Está cirugía realizada en la capital del Turia, donde la gente acudía, como si fueran a un falso Santuario de Lourdes. Fue realizada por un cirujano,  a mi juicio sin seguir unos principios de reconstrucción de los pies neurológicos, si no que se aplicaron técnicas y se realizaron trasplantes tendinosos,  con una incorrecta tensión y sin conseguir el alineamiento correcto del pie. La forma de andar la podéis ver en el primer video, cuando la niña tenía 5 años.

Aparte de esto, nosotros le planteamos  a los padres realizar una cirugía para reparar lo que pudiéramos de ambos pies, pero sabiendo que cuando ella cumpliera los 10 años, deberíamos realizar una cirugía definitiva para conseguir unos pies bien alineados, estables y equilibrados muscularmente.

Así lo hicimos y en la cirugía que le hicimos los 5 años, tuvimos que replantear  los trasplantes tendinosos, darles la tensión adecuada. Con esto conseguimos que abandonara definitivamente los obsoletos Dafos que utilizaba. La niña volvió a caminar mucho mejor, no se caía y volvió a su vida familiar normal. Hace un año, ya con 10, le hemos realizado una cirugía definitiva, siguiendo los principios que antes os he descrito. La situación ahora ha cambiado y los pies de la niña son funcionales y aptos para correr y saltar a pesar de su lesión neurológica ya superada.

Más importante y cada vez estoy más convencido, que la división entre cirujanos ortopédicos infantiles y de adultos, en las lesiones de los pies y tobillo o de los pacientes neurológicos. Es una división anticuada, obsoleta y que no cabe en los conceptos que manejamos en el siglo XXI. A parte de este ejemplo, os puede enseñar muchos casos de pacientes con secuelas de pies equino varos o zambos congénitos, que cuando no saben como tratarlos, acaban por ponerles un fijador externo para intentar corregirlo. Hace años nuestros amigos alemanes, abandonaron este tipo de tratamientos, es más tuvieron que operar a la mayoría de los niños que fueron tratados inicialmente con estos fijadores externos. Hay hospitales en nuestro país,  que están tratando a los niños con secuelas de pies zambos congénitos con estos fijadores externos, como si fuera el último grito de la cirugía ortopédica. Como veis los tratamientos en desuso hace más de 10 años en Alemania, son la novedad en España.

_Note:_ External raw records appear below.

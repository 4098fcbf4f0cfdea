use std::{future::Future, net::SocketAddr, sync::Arc};

use anyhow::{Context, Result};
use axum::{
    Router,
    extract::{Path, State, WebSocketUpgrade, ws::close_code},
    http::StatusCode,
    response::{IntoResponse, Response},
    routing::get,
};
use tokio::net::TcpListener;
use tower_http::trace::TraceLayer;
use tracing::{info, warn};

use crate::{handler, registry::Registry};

const BANNER: &str = "party-bus, a very simple party bus service";

/// HTTP front of the relay: upgrades `GET /{session_id}` to a WebSocket and
/// hands the stream to a peer connection handler.
pub struct Broker {
    listener: TcpListener,
    registry: Arc<Registry>,
}

impl Broker {
    pub fn new(listener: TcpListener) -> Self {
        Self {
            listener,
            registry: Arc::new(Registry::new()),
        }
    }

    pub fn local_addr(&self) -> std::io::Result<SocketAddr> {
        self.listener.local_addr()
    }

    pub fn registry(&self) -> Arc<Registry> {
        Arc::clone(&self.registry)
    }

    pub async fn run_until<F>(self, shutdown: F) -> Result<()>
    where
        F: Future<Output = ()> + Send + 'static,
    {
        let Broker { listener, registry } = self;
        let app = router(Arc::clone(&registry));

        axum::serve(listener, app)
            .with_graceful_shutdown(shutdown)
            .await
            .context("relay server failed")?;

        handle_shutdown(&registry).await;
        Ok(())
    }

    pub async fn run_until_ctrl_c(self) -> Result<()> {
        self.run_until(async {
            if let Err(err) = tokio::signal::ctrl_c().await {
                warn!(error = ?err, "failed to install ctrl-c handler");
            }
        })
        .await
    }
}

/// Routes of the relay, sharing `registry` between all connections.
pub fn router(registry: Arc<Registry>) -> Router {
    Router::new()
        .route("/", get(root))
        .route("/:session_id", get(upgrade_session))
        .layer(TraceLayer::new_for_http())
        .with_state(registry)
}

/// Session identifiers are path segments made of ASCII letters, digits and `-`.
pub fn is_valid_session_id(session_id: &str) -> bool {
    !session_id.is_empty()
        && session_id
            .chars()
            .all(|c| c.is_ascii_alphanumeric() || c == '-')
}

async fn root() -> &'static str {
    BANNER
}

async fn upgrade_session(
    Path(session_id): Path<String>,
    State(registry): State<Arc<Registry>>,
    ws: WebSocketUpgrade,
) -> Response {
    if !is_valid_session_id(&session_id) {
        return (StatusCode::NOT_FOUND, "unknown session path").into_response();
    }

    ws.on_upgrade(move |socket| handler::serve_peer(registry, session_id, socket))
}

async fn handle_shutdown(registry: &Registry) {
    info!("broker shutting down");
    for session in registry.sessions().await {
        session
            .close_all(close_code::AWAY, "relay shutting down")
            .await;
    }
}
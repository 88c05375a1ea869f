//! Persisted bearer token and user profile.
//!
//! SYSTEM CONTEXT
//! ==============
//! Two independent key-value entries survive page reloads: `token` (raw
//! string) and `user` (versioned JSON). Only the session context writes
//! them; the HTTP client only reads the token.
//!
//! SCHEMA
//! ======
//! `{"version":1,"email":..,"role":"admin"|"customer","name"?,"phone"?}`.
//! Records written before versioning (same fields, no `version`) are
//! migrated in place. Anything else is treated as corrupt and both entries
//! are removed.

#[cfg(test)]
#[path = "credentials_test.rs"]
mod credentials_test;

use std::collections::HashMap;
use std::sync::{Arc, Mutex, PoisonError};

use serde::{Deserialize, Serialize};
use thiserror::Error;

use crate::net::types::{Role, User};

pub const TOKEN_KEY: &str = "token";
pub const USER_KEY: &str = "user";
pub const USER_SCHEMA_VERSION: u32 = 1;

#[derive(Clone, Debug, PartialEq, Eq, Error)]
pub enum StorageError {
    #[error("storage is unavailable")]
    Unavailable,
    #[error("failed to write {key}: {reason}")]
    Write { key: String, reason: String },
    #[error("failed to encode user record: {0}")]
    Encode(String),
}

/// Durable string key-value storage (browser `localStorage` in production).
pub trait KeyValueStorage: Send + Sync {
    fn get(&self, key: &str) -> Option<String>;
    fn set(&self, key: &str, value: &str) -> Result<(), StorageError>;
    fn remove(&self, key: &str);
}

/// In-process storage for tests and non-browser builds.
#[derive(Debug, Default)]
pub struct MemoryStorage {
    entries: Mutex<HashMap<String, String>>,
}

impl MemoryStorage {
    pub fn new() -> Self {
        Self::default()
    }

    pub fn len(&self) -> usize {
        self.entries.lock().unwrap_or_else(PoisonError::into_inner).len()
    }

    pub fn is_empty(&self) -> bool {
        self.len() == 0
    }
}

impl KeyValueStorage for MemoryStorage {
    fn get(&self, key: &str) -> Option<String> {
        self.entries
            .lock()
            .unwrap_or_else(PoisonError::into_inner)
            .get(key)
            .cloned()
    }

    fn set(&self, key: &str, value: &str) -> Result<(), StorageError> {
        self.entries
            .lock()
            .unwrap_or_else(PoisonError::into_inner)
            .insert(key.to_owned(), value.to_owned());
        Ok(())
    }

    fn remove(&self, key: &str) {
        self.entries.lock().unwrap_or_else(PoisonError::into_inner).remove(key);
    }
}

/// `window.localStorage`, looked up per call so the handle stays `Send + Sync`.
#[cfg(feature = "csr")]
#[derive(Clone, Copy, Debug, Default)]
pub struct LocalStorage;

#[cfg(feature = "csr")]
impl LocalStorage {
    fn storage() -> Option<web_sys::Storage> {
        web_sys::window().and_then(|w| w.local_storage().ok().flatten())
    }
}

#[cfg(feature = "csr")]
impl KeyValueStorage for LocalStorage {
    fn get(&self, key: &str) -> Option<String> {
        Self::storage()?.get_item(key).ok().flatten()
    }

    fn set(&self, key: &str, value: &str) -> Result<(), StorageError> {
        let storage = Self::storage().ok_or(StorageError::Unavailable)?;
        storage.set_item(key, value).map_err(|e| StorageError::Write {
            key: key.to_owned(),
            reason: format!("{e:?}"),
        })
    }

    fn remove(&self, key: &str) {
        if let Some(storage) = Self::storage() {
            let _ = storage.remove_item(key);
        }
    }
}

/// On-disk shape of the `user` entry.
#[derive(Debug, Serialize, Deserialize)]
#[serde(deny_unknown_fields)]
struct PersistedUser {
    version: Option<u32>,
    email: String,
    role: Role,
    #[serde(default, skip_serializing_if = "Option::is_none")]
    name: Option<String>,
    #[serde(default, skip_serializing_if = "Option::is_none")]
    phone: Option<String>,
}

impl PersistedUser {
    fn current(user: &User) -> Self {
        Self {
            version: Some(USER_SCHEMA_VERSION),
            email: user.email.clone(),
            role: user.role,
            name: user.name.clone(),
            phone: user.phone.clone(),
        }
    }

    fn into_user(self) -> User {
        User { email: self.email, role: self.role, name: self.name, phone: self.phone }
    }
}

/// A token and the user it belongs to, always loaded and saved together.
#[derive(Clone, Debug, PartialEq, Eq)]
pub struct Credentials {
    pub token: String,
    pub user: User,
}

#[derive(Clone)]
pub struct CredentialStore {
    storage: Arc<dyn KeyValueStorage>,
}

impl CredentialStore {
    pub fn new(storage: Arc<dyn KeyValueStorage>) -> Self {
        Self { storage }
    }

    /// Write both entries, replacing whatever was there.
    ///
    /// # Errors
    ///
    /// Returns a `StorageError` if either entry cannot be written; in that case
    /// both entries are removed so no half-written record survives.
    pub fn save(&self, token: &str, user: &User) -> Result<(), StorageError> {
        let raw = serde_json::to_string(&PersistedUser::current(user)).map_err(|e| StorageError::Encode(e.to_string()))?;
        let written = self
            .storage
            .set(TOKEN_KEY, token)
            .and_then(|()| self.storage.set(USER_KEY, &raw));
        if written.is_err() {
            self.clear();
        }
        written
    }

    /// Read both entries. Missing, partial, or malformed records yield `None`
    /// and are removed.
    pub fn load(&self) -> Option<Credentials> {
        let token = self.storage.get(TOKEN_KEY);
        let raw_user = self.storage.get(USER_KEY);
        let (Some(token), Some(raw_user)) = (token, raw_user) else {
            self.clear();
            return None;
        };
        if token.trim().is_empty() {
            log::warn!("persisted token is empty; clearing credentials");
            self.clear();
            return None;
        }

        let persisted = match serde_json::from_str::<PersistedUser>(&raw_user) {
            Ok(persisted) => persisted,
            Err(e) => {
                log::warn!("persisted user record is corrupt ({e}); clearing credentials");
                self.clear();
                return None;
            }
        };

        match persisted.version {
            Some(USER_SCHEMA_VERSION) => Some(Credentials { token, user: persisted.into_user() }),
            None => {
                let user = persisted.into_user();
                log::info!("migrating unversioned user record to v{USER_SCHEMA_VERSION}");
                if let Err(e) = self.save(&token, &user) {
                    log::warn!("could not rewrite migrated user record: {e}");
                    return None;
                }
                Some(Credentials { token, user })
            }
            Some(other) => {
                log::warn!("unsupported user record version {other}; clearing credentials");
                self.clear();
                None
            }
        }
    }

    /// Remove both entries. Idempotent.
    pub fn clear(&self) {
        self.storage.remove(TOKEN_KEY);
        self.storage.remove(USER_KEY);
    }

    /// Current token, read-only. Used by the request interceptor.
    pub fn token(&self) -> Option<String> {
        self.storage.get(TOKEN_KEY).filter(|t| !t.is_empty())
    }
}

impl std::fmt::Debug for CredentialStore {
    fn fmt(&self, f: &mut std::fmt::Formatter<'_>) -> std::fmt::Result {
        f.debug_struct("CredentialStore")
            .field("has_token", &self.token().is_some())
            .finish()
    }
}
//! Root provider for the session context.

use leptos::prelude::*;

use crate::state::session::{Session, provide_session};

/// Provide `session` to every descendant and restore persisted credentials
/// before the children render.
#[component]
pub fn SessionProvider(session: Session, children: Children) -> impl IntoView {
    provide_session(session.clone());
    session.restore();
    children()
}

Aunque parezca una herejía, no lo es, es una innovación más. Pienso que es preciso ir cambiando esa absurda y anticuada división entre niños y adultos, precisamente para que no ocurra como el caso de la niña que os he contado. Y ser tratados ambos por cirujanos ortopédicos, con una visión y experiencia global, como los cirujanos que trabajamos en el IICOP.

Perdón por extenderme tanto….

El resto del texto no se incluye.